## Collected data
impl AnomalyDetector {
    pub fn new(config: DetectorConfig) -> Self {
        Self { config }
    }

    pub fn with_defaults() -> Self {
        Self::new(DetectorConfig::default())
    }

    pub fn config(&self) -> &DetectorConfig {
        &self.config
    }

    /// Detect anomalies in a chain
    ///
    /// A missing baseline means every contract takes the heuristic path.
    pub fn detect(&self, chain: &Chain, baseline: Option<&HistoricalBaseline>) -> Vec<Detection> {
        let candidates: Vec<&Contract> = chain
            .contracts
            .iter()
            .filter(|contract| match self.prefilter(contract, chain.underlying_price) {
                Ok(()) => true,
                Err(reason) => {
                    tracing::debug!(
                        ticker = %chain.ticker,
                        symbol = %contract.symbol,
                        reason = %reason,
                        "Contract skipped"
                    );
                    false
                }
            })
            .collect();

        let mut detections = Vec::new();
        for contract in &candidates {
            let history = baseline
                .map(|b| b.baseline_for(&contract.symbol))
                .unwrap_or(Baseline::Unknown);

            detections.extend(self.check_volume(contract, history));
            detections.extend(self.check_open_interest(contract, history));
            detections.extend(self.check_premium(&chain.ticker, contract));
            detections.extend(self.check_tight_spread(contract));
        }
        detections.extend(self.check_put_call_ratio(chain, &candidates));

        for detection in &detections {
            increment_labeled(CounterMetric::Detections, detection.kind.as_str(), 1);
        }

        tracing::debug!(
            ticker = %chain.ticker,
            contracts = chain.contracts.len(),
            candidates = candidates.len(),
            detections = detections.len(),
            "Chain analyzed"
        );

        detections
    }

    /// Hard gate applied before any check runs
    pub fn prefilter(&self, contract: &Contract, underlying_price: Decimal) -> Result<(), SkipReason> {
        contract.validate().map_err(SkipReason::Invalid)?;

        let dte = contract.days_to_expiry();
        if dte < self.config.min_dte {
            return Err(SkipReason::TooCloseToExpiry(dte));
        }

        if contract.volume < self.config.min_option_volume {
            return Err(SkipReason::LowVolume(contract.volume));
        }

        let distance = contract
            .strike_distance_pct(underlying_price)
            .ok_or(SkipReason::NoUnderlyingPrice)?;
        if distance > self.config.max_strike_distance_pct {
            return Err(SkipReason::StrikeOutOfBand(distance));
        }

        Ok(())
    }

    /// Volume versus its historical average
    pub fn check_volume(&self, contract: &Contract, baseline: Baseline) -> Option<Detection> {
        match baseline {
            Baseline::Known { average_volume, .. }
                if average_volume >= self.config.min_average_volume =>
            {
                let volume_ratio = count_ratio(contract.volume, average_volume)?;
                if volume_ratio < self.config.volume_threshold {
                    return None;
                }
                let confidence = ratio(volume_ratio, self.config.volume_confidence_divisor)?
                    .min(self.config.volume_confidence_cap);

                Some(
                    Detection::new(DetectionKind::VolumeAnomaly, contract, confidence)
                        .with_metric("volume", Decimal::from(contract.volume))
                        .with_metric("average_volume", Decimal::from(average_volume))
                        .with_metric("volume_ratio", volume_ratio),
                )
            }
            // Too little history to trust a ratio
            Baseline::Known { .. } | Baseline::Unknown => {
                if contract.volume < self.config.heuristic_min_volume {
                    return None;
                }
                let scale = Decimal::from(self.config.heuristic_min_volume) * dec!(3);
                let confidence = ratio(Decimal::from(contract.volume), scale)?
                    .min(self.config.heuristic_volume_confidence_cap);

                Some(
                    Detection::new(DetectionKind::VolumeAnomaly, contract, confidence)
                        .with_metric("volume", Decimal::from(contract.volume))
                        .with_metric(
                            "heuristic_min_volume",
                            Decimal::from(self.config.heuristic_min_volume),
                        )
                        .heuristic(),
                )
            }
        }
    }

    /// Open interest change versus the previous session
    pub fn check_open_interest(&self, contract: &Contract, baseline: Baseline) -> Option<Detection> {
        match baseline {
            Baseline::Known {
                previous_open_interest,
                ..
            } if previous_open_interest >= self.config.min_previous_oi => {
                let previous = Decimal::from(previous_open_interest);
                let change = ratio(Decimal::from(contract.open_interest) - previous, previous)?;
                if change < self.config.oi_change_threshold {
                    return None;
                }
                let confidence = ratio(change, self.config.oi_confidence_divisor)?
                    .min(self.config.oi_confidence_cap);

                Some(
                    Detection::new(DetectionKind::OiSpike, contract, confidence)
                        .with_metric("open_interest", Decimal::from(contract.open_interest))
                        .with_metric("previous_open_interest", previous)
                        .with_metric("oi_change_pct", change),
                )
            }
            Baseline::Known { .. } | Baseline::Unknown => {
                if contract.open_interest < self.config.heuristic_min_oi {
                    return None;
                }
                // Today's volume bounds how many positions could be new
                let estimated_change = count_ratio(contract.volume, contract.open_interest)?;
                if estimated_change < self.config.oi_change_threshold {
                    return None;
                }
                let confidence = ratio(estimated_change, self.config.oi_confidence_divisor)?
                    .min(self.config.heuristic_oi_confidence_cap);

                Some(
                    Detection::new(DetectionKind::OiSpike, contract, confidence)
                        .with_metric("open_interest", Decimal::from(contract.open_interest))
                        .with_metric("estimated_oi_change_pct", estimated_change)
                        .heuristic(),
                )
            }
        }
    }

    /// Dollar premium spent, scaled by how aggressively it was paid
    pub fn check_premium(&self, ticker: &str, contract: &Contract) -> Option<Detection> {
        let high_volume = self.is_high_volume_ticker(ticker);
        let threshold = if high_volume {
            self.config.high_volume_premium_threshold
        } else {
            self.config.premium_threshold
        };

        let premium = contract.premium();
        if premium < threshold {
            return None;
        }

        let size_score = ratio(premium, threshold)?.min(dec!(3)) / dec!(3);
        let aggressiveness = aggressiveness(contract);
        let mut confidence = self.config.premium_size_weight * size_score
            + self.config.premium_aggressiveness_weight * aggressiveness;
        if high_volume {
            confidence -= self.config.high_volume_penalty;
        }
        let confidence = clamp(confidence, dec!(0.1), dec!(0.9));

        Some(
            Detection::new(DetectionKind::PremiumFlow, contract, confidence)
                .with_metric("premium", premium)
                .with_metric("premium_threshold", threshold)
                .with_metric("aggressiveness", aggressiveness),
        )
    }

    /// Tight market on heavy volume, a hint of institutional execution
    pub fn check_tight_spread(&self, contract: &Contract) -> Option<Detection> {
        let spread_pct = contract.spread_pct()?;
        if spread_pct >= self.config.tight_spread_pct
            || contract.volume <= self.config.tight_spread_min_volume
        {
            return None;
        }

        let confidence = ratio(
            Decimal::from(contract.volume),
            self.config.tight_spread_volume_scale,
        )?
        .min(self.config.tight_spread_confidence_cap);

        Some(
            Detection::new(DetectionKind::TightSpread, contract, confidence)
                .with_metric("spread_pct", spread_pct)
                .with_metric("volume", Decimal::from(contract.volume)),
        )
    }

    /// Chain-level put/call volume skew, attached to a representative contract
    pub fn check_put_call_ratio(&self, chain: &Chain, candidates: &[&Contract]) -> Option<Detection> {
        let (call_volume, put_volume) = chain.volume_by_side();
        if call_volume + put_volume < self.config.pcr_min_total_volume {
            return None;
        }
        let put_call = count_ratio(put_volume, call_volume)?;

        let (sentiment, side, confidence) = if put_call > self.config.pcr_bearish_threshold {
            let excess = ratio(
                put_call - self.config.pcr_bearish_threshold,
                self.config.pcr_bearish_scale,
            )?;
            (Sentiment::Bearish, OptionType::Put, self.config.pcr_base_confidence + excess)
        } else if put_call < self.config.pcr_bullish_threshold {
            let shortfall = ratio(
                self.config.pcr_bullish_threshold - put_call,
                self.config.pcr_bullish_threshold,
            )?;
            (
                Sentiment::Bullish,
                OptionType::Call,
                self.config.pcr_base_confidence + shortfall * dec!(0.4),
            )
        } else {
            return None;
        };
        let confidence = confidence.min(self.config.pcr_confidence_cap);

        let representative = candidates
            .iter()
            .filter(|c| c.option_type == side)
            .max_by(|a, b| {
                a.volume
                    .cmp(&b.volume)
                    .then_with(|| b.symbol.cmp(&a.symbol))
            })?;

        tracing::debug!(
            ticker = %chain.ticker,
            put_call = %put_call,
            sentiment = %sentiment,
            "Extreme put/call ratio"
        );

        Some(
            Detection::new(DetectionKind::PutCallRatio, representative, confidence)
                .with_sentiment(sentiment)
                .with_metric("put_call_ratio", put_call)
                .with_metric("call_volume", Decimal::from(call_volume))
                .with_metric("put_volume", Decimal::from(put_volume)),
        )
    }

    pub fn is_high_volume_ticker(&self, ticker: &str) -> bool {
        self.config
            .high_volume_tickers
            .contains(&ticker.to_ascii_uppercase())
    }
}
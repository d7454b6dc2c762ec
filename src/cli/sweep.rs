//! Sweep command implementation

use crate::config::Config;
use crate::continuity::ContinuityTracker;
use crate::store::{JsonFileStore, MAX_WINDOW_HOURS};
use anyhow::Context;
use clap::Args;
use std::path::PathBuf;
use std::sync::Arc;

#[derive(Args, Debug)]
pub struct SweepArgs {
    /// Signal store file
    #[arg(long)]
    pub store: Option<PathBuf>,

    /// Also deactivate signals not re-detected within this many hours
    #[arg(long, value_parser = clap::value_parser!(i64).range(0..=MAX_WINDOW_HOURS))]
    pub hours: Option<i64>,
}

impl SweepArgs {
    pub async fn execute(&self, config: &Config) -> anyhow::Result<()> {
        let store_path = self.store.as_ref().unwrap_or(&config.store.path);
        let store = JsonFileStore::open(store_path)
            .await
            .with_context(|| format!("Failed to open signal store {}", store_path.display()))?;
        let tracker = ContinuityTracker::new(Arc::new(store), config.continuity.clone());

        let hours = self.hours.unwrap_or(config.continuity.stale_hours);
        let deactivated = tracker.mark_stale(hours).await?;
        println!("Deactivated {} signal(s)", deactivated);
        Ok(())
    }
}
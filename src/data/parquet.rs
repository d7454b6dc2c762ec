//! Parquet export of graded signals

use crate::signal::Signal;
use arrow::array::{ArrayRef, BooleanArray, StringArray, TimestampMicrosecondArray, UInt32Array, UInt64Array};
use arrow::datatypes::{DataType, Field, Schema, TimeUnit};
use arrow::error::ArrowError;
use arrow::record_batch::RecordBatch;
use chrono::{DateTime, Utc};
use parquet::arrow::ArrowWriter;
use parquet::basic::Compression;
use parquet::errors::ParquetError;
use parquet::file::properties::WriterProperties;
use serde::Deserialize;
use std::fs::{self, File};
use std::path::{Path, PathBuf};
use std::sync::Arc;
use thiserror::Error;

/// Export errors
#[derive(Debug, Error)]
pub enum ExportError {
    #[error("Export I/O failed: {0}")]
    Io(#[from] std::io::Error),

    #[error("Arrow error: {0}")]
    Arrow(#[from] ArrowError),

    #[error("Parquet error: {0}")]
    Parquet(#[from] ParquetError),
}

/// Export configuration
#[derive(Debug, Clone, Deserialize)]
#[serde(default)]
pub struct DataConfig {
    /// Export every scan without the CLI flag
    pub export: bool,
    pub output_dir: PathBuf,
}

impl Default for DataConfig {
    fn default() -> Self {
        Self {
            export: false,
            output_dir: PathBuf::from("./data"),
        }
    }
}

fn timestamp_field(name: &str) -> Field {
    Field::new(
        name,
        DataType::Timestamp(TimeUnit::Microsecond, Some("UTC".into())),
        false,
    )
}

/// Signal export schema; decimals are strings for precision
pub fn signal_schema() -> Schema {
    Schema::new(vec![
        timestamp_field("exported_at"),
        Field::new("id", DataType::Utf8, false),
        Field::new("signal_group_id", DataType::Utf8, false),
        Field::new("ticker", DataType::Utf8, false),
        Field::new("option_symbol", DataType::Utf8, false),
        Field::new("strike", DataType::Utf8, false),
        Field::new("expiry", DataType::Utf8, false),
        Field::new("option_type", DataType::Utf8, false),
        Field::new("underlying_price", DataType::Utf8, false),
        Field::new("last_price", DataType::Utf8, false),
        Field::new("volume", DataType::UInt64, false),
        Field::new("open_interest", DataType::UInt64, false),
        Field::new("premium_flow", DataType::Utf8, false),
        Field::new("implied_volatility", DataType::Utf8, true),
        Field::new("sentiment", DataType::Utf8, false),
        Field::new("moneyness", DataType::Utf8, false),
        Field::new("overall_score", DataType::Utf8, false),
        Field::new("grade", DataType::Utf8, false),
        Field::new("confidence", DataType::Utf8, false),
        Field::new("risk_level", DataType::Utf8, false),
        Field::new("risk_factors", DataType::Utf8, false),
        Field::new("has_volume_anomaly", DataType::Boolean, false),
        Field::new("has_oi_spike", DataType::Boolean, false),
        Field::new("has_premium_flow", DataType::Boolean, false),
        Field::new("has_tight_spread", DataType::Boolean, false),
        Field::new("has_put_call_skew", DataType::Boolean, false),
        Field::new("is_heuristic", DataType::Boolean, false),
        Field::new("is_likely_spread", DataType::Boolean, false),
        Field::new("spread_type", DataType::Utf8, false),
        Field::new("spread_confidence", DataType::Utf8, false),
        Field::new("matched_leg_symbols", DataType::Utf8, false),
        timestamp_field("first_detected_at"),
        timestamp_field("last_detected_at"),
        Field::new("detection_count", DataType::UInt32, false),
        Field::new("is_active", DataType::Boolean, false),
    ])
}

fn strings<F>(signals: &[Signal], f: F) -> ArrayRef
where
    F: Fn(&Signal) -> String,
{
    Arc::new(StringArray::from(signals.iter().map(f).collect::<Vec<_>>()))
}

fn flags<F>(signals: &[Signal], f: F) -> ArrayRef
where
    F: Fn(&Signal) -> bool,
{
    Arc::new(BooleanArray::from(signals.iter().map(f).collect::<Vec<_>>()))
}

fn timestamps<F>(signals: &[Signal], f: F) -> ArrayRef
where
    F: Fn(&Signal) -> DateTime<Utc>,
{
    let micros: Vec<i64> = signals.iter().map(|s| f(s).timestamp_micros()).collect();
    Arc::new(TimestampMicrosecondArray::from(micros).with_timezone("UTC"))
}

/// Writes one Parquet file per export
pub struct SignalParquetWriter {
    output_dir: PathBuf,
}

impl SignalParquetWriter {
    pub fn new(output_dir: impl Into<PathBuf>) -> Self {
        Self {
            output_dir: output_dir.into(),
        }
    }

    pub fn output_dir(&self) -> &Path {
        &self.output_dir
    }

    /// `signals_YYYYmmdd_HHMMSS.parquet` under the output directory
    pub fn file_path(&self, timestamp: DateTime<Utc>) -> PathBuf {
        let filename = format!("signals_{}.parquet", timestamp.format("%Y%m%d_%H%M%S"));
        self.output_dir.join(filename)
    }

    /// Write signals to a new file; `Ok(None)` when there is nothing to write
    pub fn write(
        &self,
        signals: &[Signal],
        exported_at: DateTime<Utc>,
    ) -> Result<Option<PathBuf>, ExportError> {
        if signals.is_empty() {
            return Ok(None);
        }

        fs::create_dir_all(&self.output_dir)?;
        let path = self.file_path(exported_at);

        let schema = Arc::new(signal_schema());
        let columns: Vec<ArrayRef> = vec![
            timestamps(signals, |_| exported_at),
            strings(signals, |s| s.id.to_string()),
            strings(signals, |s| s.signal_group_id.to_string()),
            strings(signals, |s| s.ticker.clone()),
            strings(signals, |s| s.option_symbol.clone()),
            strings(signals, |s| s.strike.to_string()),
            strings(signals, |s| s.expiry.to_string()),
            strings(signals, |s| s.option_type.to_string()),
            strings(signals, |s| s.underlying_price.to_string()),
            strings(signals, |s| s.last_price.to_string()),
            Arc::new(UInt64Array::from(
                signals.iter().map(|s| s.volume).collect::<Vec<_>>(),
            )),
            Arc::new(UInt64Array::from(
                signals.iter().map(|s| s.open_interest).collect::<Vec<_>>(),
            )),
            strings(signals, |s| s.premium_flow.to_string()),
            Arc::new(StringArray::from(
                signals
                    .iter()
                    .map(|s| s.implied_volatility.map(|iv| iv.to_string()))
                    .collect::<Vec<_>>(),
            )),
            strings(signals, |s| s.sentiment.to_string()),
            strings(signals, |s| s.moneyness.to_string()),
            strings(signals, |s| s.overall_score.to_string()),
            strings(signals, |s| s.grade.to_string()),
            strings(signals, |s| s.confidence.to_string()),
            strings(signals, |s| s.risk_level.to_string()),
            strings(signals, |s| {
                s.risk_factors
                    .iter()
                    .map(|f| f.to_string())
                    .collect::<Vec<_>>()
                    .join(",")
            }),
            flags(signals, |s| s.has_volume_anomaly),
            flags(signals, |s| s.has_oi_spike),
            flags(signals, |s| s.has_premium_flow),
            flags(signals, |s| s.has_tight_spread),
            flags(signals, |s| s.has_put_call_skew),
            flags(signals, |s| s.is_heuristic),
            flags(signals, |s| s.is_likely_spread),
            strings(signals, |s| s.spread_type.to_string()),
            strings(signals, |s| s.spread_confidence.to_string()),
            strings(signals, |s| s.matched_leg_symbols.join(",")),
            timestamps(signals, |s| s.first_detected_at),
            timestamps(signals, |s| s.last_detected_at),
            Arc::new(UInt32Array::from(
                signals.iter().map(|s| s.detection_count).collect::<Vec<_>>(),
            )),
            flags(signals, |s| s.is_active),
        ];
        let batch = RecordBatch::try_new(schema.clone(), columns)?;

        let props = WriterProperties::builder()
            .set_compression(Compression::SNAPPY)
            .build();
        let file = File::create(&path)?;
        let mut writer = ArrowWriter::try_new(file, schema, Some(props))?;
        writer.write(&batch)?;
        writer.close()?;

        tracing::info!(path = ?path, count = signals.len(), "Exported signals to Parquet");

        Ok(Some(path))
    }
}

## EXERCISE PROMPT
Reproduce exactly the section above that begins at the line containing "use serde::Deserialize;" and ends at the line containing "pub struct DataConfig", leaving out all other lines.

## OUTPUT
use serde::Deserialize;
use std::fs::{self, File};
use std::path::{Path, PathBuf};
use std::sync::Arc;
use thiserror::Error;

/// Export errors
#[derive(Debug, Error)]
pub enum ExportError {
    #[error("Export I/O failed: {0}")]
    Io(#[from] std::io::Error),

    #[error("Arrow error: {0}")]
    Arrow(#[from] ArrowError),

    #[error("Parquet error: {0}")]
    Parquet(#[from] ParquetError),
}

/// Export configuration
#[derive(Debug, Clone, Deserialize)]
#[serde(default)]
pub struct DataConfig {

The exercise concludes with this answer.